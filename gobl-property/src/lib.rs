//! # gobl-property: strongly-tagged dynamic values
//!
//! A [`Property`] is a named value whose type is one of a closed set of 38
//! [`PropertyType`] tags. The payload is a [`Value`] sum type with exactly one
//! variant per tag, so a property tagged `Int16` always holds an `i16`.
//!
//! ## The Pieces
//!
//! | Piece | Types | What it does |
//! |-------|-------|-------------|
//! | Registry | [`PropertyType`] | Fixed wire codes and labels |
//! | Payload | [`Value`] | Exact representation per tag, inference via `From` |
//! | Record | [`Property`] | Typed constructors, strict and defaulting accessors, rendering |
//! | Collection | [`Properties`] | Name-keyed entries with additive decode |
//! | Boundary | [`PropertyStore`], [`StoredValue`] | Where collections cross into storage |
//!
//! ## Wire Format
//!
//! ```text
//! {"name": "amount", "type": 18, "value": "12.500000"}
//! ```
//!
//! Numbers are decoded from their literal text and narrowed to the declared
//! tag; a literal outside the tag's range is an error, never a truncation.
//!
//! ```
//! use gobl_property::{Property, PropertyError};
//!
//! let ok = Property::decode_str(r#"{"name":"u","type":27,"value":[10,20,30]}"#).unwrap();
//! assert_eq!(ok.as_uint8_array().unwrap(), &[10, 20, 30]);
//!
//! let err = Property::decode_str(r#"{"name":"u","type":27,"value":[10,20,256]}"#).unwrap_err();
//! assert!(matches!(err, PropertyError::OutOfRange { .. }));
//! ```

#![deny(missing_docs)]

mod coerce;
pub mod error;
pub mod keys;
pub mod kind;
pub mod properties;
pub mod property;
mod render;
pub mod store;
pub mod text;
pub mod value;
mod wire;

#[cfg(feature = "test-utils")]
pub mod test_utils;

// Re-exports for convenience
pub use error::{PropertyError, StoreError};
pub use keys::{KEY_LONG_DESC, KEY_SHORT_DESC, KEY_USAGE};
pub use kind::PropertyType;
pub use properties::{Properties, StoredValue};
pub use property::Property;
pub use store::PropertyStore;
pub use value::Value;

|---|

**TASK STATEMENT:** Each line above must be reproduced exactly.

**ANSWER BOX:**
filename gobl-property/src/lib.rs
//! # gobl-property: strongly-tagged dynamic values
//!
//! A [`Property`] is a named value whose type is one of a closed set of 38
//! [`PropertyType`] tags. The payload is a [`Value`] sum type with exactly one
//! variant per tag, so a property tagged `Int16` always holds an `i16`.
//!
//! ## The Pieces
//!
//! | Piece | Types | What it does |
//! |-------|-------|-------------|
//! | Registry | [`PropertyType`] | Fixed wire codes and labels |
//! | Payload | [`Value`] | Exact representation per tag, inference via `From` |
//! | Record | [`Property`] | Typed constructors, strict and defaulting accessors, rendering |
//! | Collection | [`Properties`] | Name-keyed entries with additive decode |
//! | Boundary | [`PropertyStore`], [`StoredValue`] | Where collections cross into storage |
//!
//! ## Wire Format
//!
//! ```text
//! {"name": "amount", "type": 18, "value": "12.500000"}
//! ```
//!
//! Numbers are decoded from their literal text and narrowed to the declared
//! tag; a literal outside the tag's range is an error, never a truncation.
//!
//! ```
//! use gobl_property::{Property, PropertyError};
//!
//! let ok = Property::decode_str(r#"{"name":"u","type":27,"value":[10,20,30]}"#).unwrap();
//! assert_eq!(ok.as_uint8_array().unwrap(), &[10, 20, 30]);
//!
//! let err = Property::decode_str(r#"{"name":"u","type":27,"value":[10,20,256]}"#).unwrap_err();
//! assert!(matches!(err, PropertyError::OutOfRange { .. }));
//! ```

#![deny(missing_docs)]

mod coerce;
pub mod error;
pub mod keys;
pub mod kind;
pub mod properties;
pub mod property;
mod render;
pub mod store;
pub mod text;
pub mod value;
mod wire;

#[cfg(feature = "test-utils")]
pub mod test_utils;

// Re-exports for convenience
pub use error::{PropertyError, StoreError};
pub use keys::{KEY_LONG_DESC, KEY_SHORT_DESC, KEY_USAGE};
pub use kind::PropertyType;
pub use properties::{Properties, StoredValue};
pub use property::Property;
pub use store::PropertyStore;
pub use value::Value;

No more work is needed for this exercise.